Objective: To analyse the clinical and biochemical features of hereditary (H) and sporadic (S) phaeochromocytomas and paragangliomas.
Design: Retrospective case-series at Guys and St Thomas NHS Foundation Trust identified using our in-house electronic database (Diabeta-3).
Results: Forty-seven patients were reviewed over a period of 30 years, 36% (n-17) of these patients had hereditary phaeochromocytomas or paragangliomas (SDHB 5, SDHD 2, VHL 5, RET 3, NF1 2).
The hereditary group presented at a significantly younger mean age (S: 44.7±15.3 years, H: 29.5±16.9 years, P=0.006).
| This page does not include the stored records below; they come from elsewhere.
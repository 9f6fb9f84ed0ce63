//! Analytics configuration.
//!
//! Defaults are embedded at compile time from `config/default.toml`. A
//! user-supplied TOML file may override any subset of keys, and a couple of
//! environment variables override the clustering seed and run count:
//!
//! - `CRIME_ANALYTICS_SEED`
//! - `CRIME_ANALYTICS_RUNS`

use std::path::Path;

use crime_analytics_models::{ClusterParams, ForecastParameters, ModelType};
use serde::{Deserialize, Serialize};

use crate::AnalyticsError;
use crate::encoder::Feature;

const DEFAULT_TOML: &str = include_str!("../config/default.toml");

/// Environment variable overriding [`ClusteringConfig::seed`].
pub const SEED_ENV: &str = "CRIME_ANALYTICS_SEED";

/// Environment variable overriding [`ClusteringConfig::number_of_runs`].
pub const RUNS_ENV: &str = "CRIME_ANALYTICS_RUNS";

/// Top-level analytics configuration.
#[derive(Debug, Clone, Default, PartialEq, Serialize, Deserialize)]
#[serde(default)]
pub struct AnalyticsConfig {
    /// Clustering defaults.
    pub clustering: ClusteringConfig,
    /// Forecasting defaults.
    pub forecast: ForecastConfig,
}

/// `[clustering]` section.
#[derive(Debug, Clone, PartialEq, Serialize, Deserialize)]
#[serde(default)]
pub struct ClusteringConfig {
    /// Feature names to cluster on.
    pub features: Vec<String>,
    /// Number of clusters (K).
    pub number_of_clusters: usize,
    /// Number of K-means runs (R).
    pub number_of_runs: usize,
    /// Base random seed.
    pub seed: u64,
    /// Iteration cap for a single fit.
    pub max_iterations: u64,
    /// Convergence tolerance for a single fit.
    pub tolerance: f64,
}

impl Default for ClusteringConfig {
    fn default() -> Self {
        let params = ClusterParams::default();
        Self {
            features: Feature::DEFAULT
                .iter()
                .map(|f| f.name().to_string())
                .collect(),
            number_of_clusters: params.number_of_clusters,
            number_of_runs: params.number_of_runs,
            seed: params.seed,
            max_iterations: params.max_iterations,
            tolerance: params.tolerance,
        }
    }
}

/// `[forecast]` section.
#[derive(Debug, Clone, PartialEq, Serialize, Deserialize)]
#[serde(default)]
pub struct ForecastConfig {
    /// Months to forecast.
    pub horizon: u32,
    /// Confidence level for forecast bounds.
    pub confidence_level: f64,
    /// Model family.
    pub model_type: ModelType,
    /// Keep oscillatory SSA components.
    pub include_seasonality: bool,
    /// Recency-weighting preference passed through to forecast metadata.
    pub weight_recent_data: bool,
}

impl Default for ForecastConfig {
    fn default() -> Self {
        let params = ForecastParameters::default();
        Self {
            horizon: params.horizon,
            confidence_level: params.confidence_level,
            model_type: params.model_type,
            include_seasonality: params.include_seasonality,
            weight_recent_data: params.weight_recent_data,
        }
    }
}

impl AnalyticsConfig {
    /// Parses the compile-time embedded defaults.
    ///
    /// # Errors
    ///
    /// Returns [`AnalyticsError::Config`] if the embedded TOML is malformed.
    pub fn embedded_default() -> Result<Self, AnalyticsError> {
        Self::from_toml_str(DEFAULT_TOML)
    }

    /// Parses a TOML document. Missing keys take their default values.
    ///
    /// # Errors
    ///
    /// Returns [`AnalyticsError::Config`] if the document is malformed.
    pub fn from_toml_str(toml_str: &str) -> Result<Self, AnalyticsError> {
        toml::de::from_str(toml_str).map_err(|e| AnalyticsError::Config {
            message: e.to_string(),
        })
    }

    /// Loads the embedded defaults, then the file at `path` if given, then
    /// environment overrides.
    ///
    /// # Errors
    ///
    /// Returns an error if the file cannot be read, either document fails to
    /// parse, or an override variable is not a valid integer.
    pub fn load(path: Option<&Path>) -> Result<Self, AnalyticsError> {
        let mut config = match path {
            Some(path) => {
                log::info!("Loading analytics config from {}", path.display());
                Self::from_toml_str(&std::fs::read_to_string(path)?)?
            }
            None => Self::embedded_default()?,
        };
        config.apply_overrides(|key| std::env::var(key).ok())?;
        Ok(config)
    }

    /// Applies seed/run overrides from `lookup` (normally the process
    /// environment).
    ///
    /// # Errors
    ///
    /// Returns [`AnalyticsError::Config`] if a set variable does not parse.
    pub fn apply_overrides(
        &mut self,
        lookup: impl Fn(&str) -> Option<String>,
    ) -> Result<(), AnalyticsError> {
        if let Some(seed) = lookup(SEED_ENV) {
            self.clustering.seed = parse_override(SEED_ENV, &seed)?;
            log::debug!("{SEED_ENV} overrides clustering seed: {seed}");
        }
        if let Some(runs) = lookup(RUNS_ENV) {
            self.clustering.number_of_runs = parse_override(RUNS_ENV, &runs)?;
            log::debug!("{RUNS_ENV} overrides clustering runs: {runs}");
        }
        Ok(())
    }

    /// Builds clustering request parameters from the `[clustering]` section.
    #[must_use]
    pub fn cluster_params(&self) -> ClusterParams {
        let c = &self.clustering;
        ClusterParams {
            features: (!c.features.is_empty()).then(|| c.features.clone()),
            number_of_clusters: c.number_of_clusters,
            number_of_runs: c.number_of_runs,
            seed: c.seed,
            max_iterations: c.max_iterations,
            tolerance: c.tolerance,
        }
    }

    /// Builds forecasting request parameters from the `[forecast]` section.
    #[must_use]
    pub const fn forecast_parameters(&self) -> ForecastParameters {
        let f = &self.forecast;
        ForecastParameters {
            horizon: f.horizon,
            confidence_level: f.confidence_level,
            model_type: f.model_type,
            include_seasonality: f.include_seasonality,
            weight_recent_data: f.weight_recent_data,
        }
    }
}

fn parse_override<T: std::str::FromStr>(key: &str, value: &str) -> Result<T, AnalyticsError>
where
    T::Err: std::fmt::Display,
{
    value.trim().parse().map_err(|e| AnalyticsError::Config {
        message: format!("{key}='{value}': {e}"),
    })
}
The hereditary group had significantly more bilateral adrenal phaeochromocytomas (S: 4.5%, H: 45.5%, P=0.03) and a positive trend for multiple paragangliomas, although not statistically significant.
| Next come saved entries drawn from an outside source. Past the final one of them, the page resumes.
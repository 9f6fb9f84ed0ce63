//! Monthly incident forecasting.
//!
//! The primary model is singular spectrum analysis ([`ssa`]). When it cannot
//! be fit, or when a linear model is requested explicitly, a least-squares
//! trend ([`linear`]) is used instead. Either way each projected month gets
//! a non-negative point forecast, ordered bounds and trend/risk labels
//! relative to the series' recent average.

pub mod linear;
pub mod ssa;

use std::collections::BTreeMap;
use std::str::FromStr as _;

use chrono::{DateTime, NaiveDate, Utc};
use crime_analytics_models::{
    ForecastParameters, ForecastPoint, ForecastSeries, ModelType, MonthlySeries, RiskLabel,
    TrendLabel,
};

use crate::AnalyticsError;
use crate::aggregate::next_month;

/// Largest accepted forecast horizon, in months.
pub const MAX_HORIZON: u32 = 24;

/// Fewest monthly points a series needs before it is forecast.
pub const MIN_HISTORY: usize = 12;

/// Observations averaged for trend and risk labelling.
const RECENT_WINDOW: usize = 6;

/// Reported confidence of the linear model relative to the requested level.
const LINEAR_CONFIDENCE_FACTOR: f64 = 0.8;

/// Checks horizon and confidence level.
///
/// # Errors
///
/// Returns [`AnalyticsError::InvalidParameter`] if the horizon is outside
/// `1..=24` or the confidence level is not strictly between 0 and 1.
pub fn validate_parameters(params: &ForecastParameters) -> Result<(), AnalyticsError> {
    if !(1..=MAX_HORIZON).contains(&params.horizon) {
        return Err(AnalyticsError::invalid_parameter(format!(
            "forecast horizon must be between 1 and {MAX_HORIZON} months, got {}",
            params.horizon
        )));
    }
    if !(params.confidence_level > 0.0 && params.confidence_level < 1.0) {
        return Err(AnalyticsError::invalid_parameter(format!(
            "confidence level must be between 0 and 1, got {}",
            params.confidence_level
        )));
    }
    Ok(())
}

/// Parses a model type name such as `"SSA"` or `"Linear"`.
///
/// # Errors
///
/// Returns [`AnalyticsError::InvalidParameter`] for any other name.
pub fn parse_model_type(name: &str) -> Result<ModelType, AnalyticsError> {
    ModelType::from_str(name.trim()).map_err(|_| {
        AnalyticsError::invalid_parameter(format!(
            "unknown model type '{name}', expected SSA or Linear"
        ))
    })
}

/// One projected month before timestamps and labels are attached.
#[derive(Debug, Clone, Copy, PartialEq)]
pub struct ProjectedValue {
    /// Point forecast, floored at 0.
    pub forecast: f64,
    /// Lower bound, floored at 0.
    pub lower: f64,
    /// Upper bound.
    pub upper: f64,
}

/// Output of [`project`].
#[derive(Debug, Clone)]
pub struct Projection {
    /// One value per horizon step.
    pub values: Vec<ProjectedValue>,
    /// Confidence level the bounds represent.
    pub confidence: f64,
    /// In-sample fitted values aligned with the tail of the input series.
    pub fitted: Vec<f64>,
    /// Model that produced the projection.
    pub model: ModelType,
    /// SSA window length, if SSA was used.
    pub window: Option<usize>,
    /// SSA rank, if SSA was used.
    pub rank: Option<usize>,
    /// Why SSA was abandoned, if it was.
    pub fallback_reason: Option<String>,
}

impl Projection {
    /// `(actual, fitted)` pairs over the fitted part of `values`.
    #[must_use]
    pub fn in_sample_pairs(&self, values: &[f64]) -> Vec<(f64, f64)> {
        let offset = values.len().saturating_sub(self.fitted.len());
        values[offset..]
            .iter()
            .copied()
            .zip(self.fitted.iter().copied())
            .collect()
    }
}

/// Projects `values` forward `horizon` months.
///
/// SSA failures are recovered by the linear model and logged at warn level.
///
/// # Errors
///
/// Returns [`AnalyticsError::InsufficientData`] if `values` is empty.
pub fn project(
    values: &[f64],
    horizon: usize,
    params: &ForecastParameters,
) -> Result<Projection, AnalyticsError> {
    if values.is_empty() {
        return Err(AnalyticsError::insufficient("cannot forecast an empty series"));
    }

    let fallback_reason = match params.model_type {
        ModelType::Linear => None,
        ModelType::Ssa => match ssa::fit(values, horizon, params.include_seasonality) {
            Ok(fit) => return Ok(ssa_projection(&fit, params.confidence_level)),
            Err(AnalyticsError::ModelFit { message }) => {
                log::warn!("SSA fit failed ({message}); falling back to linear trend");
                Some(message)
            }
            Err(e) => return Err(e),
        },
    };

    let fit = linear::fit(values, horizon)?;
    let margin = 0.2 * recent_average(values);
    let projected = fit
        .forecast
        .iter()
        .map(|&raw| bounded(raw, margin))
        .collect();

    Ok(Projection {
        values: projected,
        confidence: params.confidence_level * LINEAR_CONFIDENCE_FACTOR,
        fitted: fit.fitted,
        model: ModelType::Linear,
        window: None,
        rank: None,
        fallback_reason,
    })
}

#[allow(clippy::cast_precision_loss)]
fn ssa_projection(fit: &ssa::SsaFit, confidence: f64) -> Projection {
    let z = normal_quantile(0.5 * (1.0 + confidence));
    let values = fit
        .forecast
        .iter()
        .enumerate()
        .map(|(i, &raw)| {
            let step = (i + 1) as f64;
            bounded(raw, z * fit.residual_std * step.sqrt())
        })
        .collect();

    Projection {
        values,
        confidence,
        fitted: fit.fitted.clone(),
        model: ModelType::Ssa,
        window: Some(fit.window),
        rank: Some(fit.rank),
        fallback_reason: None,
    }
}

/// Floors the forecast and lower bound at 0 and keeps the bounds ordered
/// around the floored forecast.
fn bounded(raw: f64, half_width: f64) -> ProjectedValue {
    let forecast = raw.max(0.0);
    ProjectedValue {
        forecast,
        lower: (raw - half_width).max(0.0).min(forecast),
        upper: (raw + half_width).max(forecast),
    }
}

/// Forecasts one monthly series.
///
/// Returns the labelled series and the `(actual, fitted)` pairs used for
/// in-sample metrics.
///
/// # Errors
///
/// * [`AnalyticsError::InsufficientData`] if the series is empty
/// * [`AnalyticsError::Conversion`] if a forecast month is out of range
pub fn forecast_series(
    series: &MonthlySeries,
    params: &ForecastParameters,
) -> Result<(ForecastSeries, Vec<(f64, f64)>), AnalyticsError> {
    let values = series.values();
    let Some(last) = series.points.last() else {
        return Err(AnalyticsError::insufficient(format!(
            "series {} has no points",
            series.key
        )));
    };

    let projection = project(&values, params.horizon as usize, params)?;
    let recent = recent_average(&values);

    let mut month = (last.year, last.month);
    let mut points = Vec::with_capacity(projection.values.len());
    for value in &projection.values {
        month = next_month(month.0, month.1);
        points.push(ForecastPoint {
            timestamp: month_start(month.0, month.1)?,
            forecast: value.forecast,
            lower_bound: value.lower,
            upper_bound: value.upper,
            confidence: projection.confidence,
            trend: trend_label(value.forecast, recent),
            risk: risk_label(value.forecast, recent),
        });
    }

    let mut metadata = BTreeMap::new();
    metadata.insert("model".to_string(), projection.model.to_string());
    metadata.insert("historyLength".to_string(), values.len().to_string());
    metadata.insert("recentAverage".to_string(), format!("{recent:.4}"));
    metadata.insert(
        "recencyWeighting".to_string(),
        params.weight_recent_data.to_string(),
    );
    metadata.insert(
        "fallback".to_string(),
        projection.fallback_reason.is_some().to_string(),
    );
    if let Some(window) = projection.window {
        metadata.insert("windowSize".to_string(), window.to_string());
    }
    if let Some(rank) = projection.rank {
        metadata.insert("rank".to_string(), rank.to_string());
    }
    if let Some(reason) = &projection.fallback_reason {
        metadata.insert("fallbackReason".to_string(), reason.clone());
    }

    log::debug!(
        "Forecast {} with {} over {} months of history",
        series.key,
        projection.model,
        values.len()
    );

    let pairs = projection.in_sample_pairs(&values);
    Ok((
        ForecastSeries {
            precinct: series.key.precinct,
            crime_type: series.key.crime_type,
            points,
            metadata,
        },
        pairs,
    ))
}

/// Mean of the last six observations (or all of them if fewer).
#[must_use]
#[allow(clippy::cast_precision_loss)]
pub fn recent_average(values: &[f64]) -> f64 {
    let tail = &values[values.len().saturating_sub(RECENT_WINDOW)..];
    if tail.is_empty() {
        return 0.0;
    }
    tail.iter().sum::<f64>() / tail.len() as f64
}

/// Labels a forecast against the recent average.
#[must_use]
pub fn trend_label(forecast: f64, recent_average: f64) -> TrendLabel {
    if forecast > 1.1 * recent_average {
        TrendLabel::Increasing
    } else if forecast < 0.9 * recent_average {
        TrendLabel::Decreasing
    } else {
        TrendLabel::Stable
    }
}

/// Buckets a forecast's risk against the recent average.
#[must_use]
pub fn risk_label(forecast: f64, recent_average: f64) -> RiskLabel {
    if forecast > 1.5 * recent_average {
        RiskLabel::Critical
    } else if forecast > 1.2 * recent_average {
        RiskLabel::High
    } else if forecast > 0.8 * recent_average {
        RiskLabel::Medium
    } else {
        RiskLabel::Low
    }
}

/// Midnight UTC on the first day of `(year, month)`.
///
/// # Errors
///
/// Returns [`AnalyticsError::Conversion`] if the date is not representable.
pub fn month_start(year: i32, month: u32) -> Result<DateTime<Utc>, AnalyticsError> {
    NaiveDate::from_ymd_opt(year, month, 1)
        .and_then(|d| d.and_hms_opt(0, 0, 0))
        .map(|dt| dt.and_utc())
        .ok_or_else(|| AnalyticsError::Conversion {
            message: format!("invalid forecast month {year}-{month:02}"),
        })
}

/// Inverse of the standard normal CDF (Acklam's rational approximation,
/// relative error below 1.2e-9).
#[must_use]
pub fn normal_quantile(p: f64) -> f64 {
    const A: [f64; 6] = [
        -3.969_683_028_665_376e1,
        2.209_460_984_245_205e2,
        -2.759_285_104_469_687e2,
        1.383_577_518_672_69e2,
        -3.066_479_806_614_716e1,
        2.506_628_277_459_239,
    ];
    const B: [f64; 5] = [
        -5.447_609_879_822_406e1,
        1.615_858_368_580_409e2,
        -1.556_989_798_598_866e2,
        6.680_131_188_771_972e1,
        -1.328_068_155_288_572e1,
    ];
    const C: [f64; 6] = [
        -7.784_894_002_430_293e-3,
        -3.223_964_580_411_365e-1,
        -2.400_758_277_161_838,
        -2.549_732_539_343_734,
        4.374_664_141_464_968,
        2.938_163_982_698_783,
    ];
    const D: [f64; 4] = [
        7.784_695_709_041_462e-3,
        3.224_671_290_700_398e-1,
        2.445_134_137_142_996,
        3.754_408_661_907_416,
    ];
    const P_LOW: f64 = 0.024_25;

    if p <= 0.0 {
        return f64::NEG_INFINITY;
    }
    if p >= 1.0 {
        return f64::INFINITY;
    }

    let tail = |q: f64| {
        let num = C[0]
            .mul_add(q, C[1])
            .mul_add(q, C[2])
            .mul_add(q, C[3])
            .mul_add(q, C[4])
            .mul_add(q, C[5]);
        let den = D[0]
            .mul_add(q, D[1])
            .mul_add(q, D[2])
            .mul_add(q, D[3])
            .mul_add(q, 1.0);
        num / den
    };

    if p < P_LOW {
        tail((-2.0 * p.ln()).sqrt())
    } else if p <= 1.0 - P_LOW {
        let q = p - 0.5;
        let r = q * q;
        let num = A[0]
            .mul_add(r, A[1])
            .mul_add(r, A[2])
            .mul_add(r, A[3])
            .mul_add(r, A[4])
            .mul_add(r, A[5]);
        let den = B[0]
            .mul_add(r, B[1])
            .mul_add(r, B[2])
            .mul_add(r, B[3])
            .mul_add(r, B[4])
            .mul_add(r, 1.0);
        num * q / den
    } else {
        -tail((-2.0 * (1.0 - p).ln()).sqrt())
    }
}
Sporadic tumours were bigger than hereditary but this was not significant (S: 6.39±1.07 cm, H: 3.43±0.85 cm, P=0.25). All patients showed the classic triad of headaches, palpitations and diaphoresis as the most commonly reported symptoms, but hypertension was more prevalent in the sporadic group (S: 60%, H: 35.3%).
Urine catecholamine concentration was highly variable and failed to show any significant difference between both groups. Adrenal phaeochromocytomas secreted more noradrenaline than paragangliomas regardless of their classification. There was no significant difference between the malignant potential of tumours however only adrenal phaeochromocytomas showed malignant change.
Conclusions: The data suggest that patients with hereditary phaeochromocytomas and paragangliomas present at a younger age with more bilateral tumours compared to the sporadic group. There may be a higher susceptibility fro malignancy in adrenal tumours compared to extra-adrenal tumours. It is difficult to differentiate the 2 groups based on clinical presentation, size and features of catecholamine secretion. Genetic testing remains key to differentiating between sporadic and hereditary disease.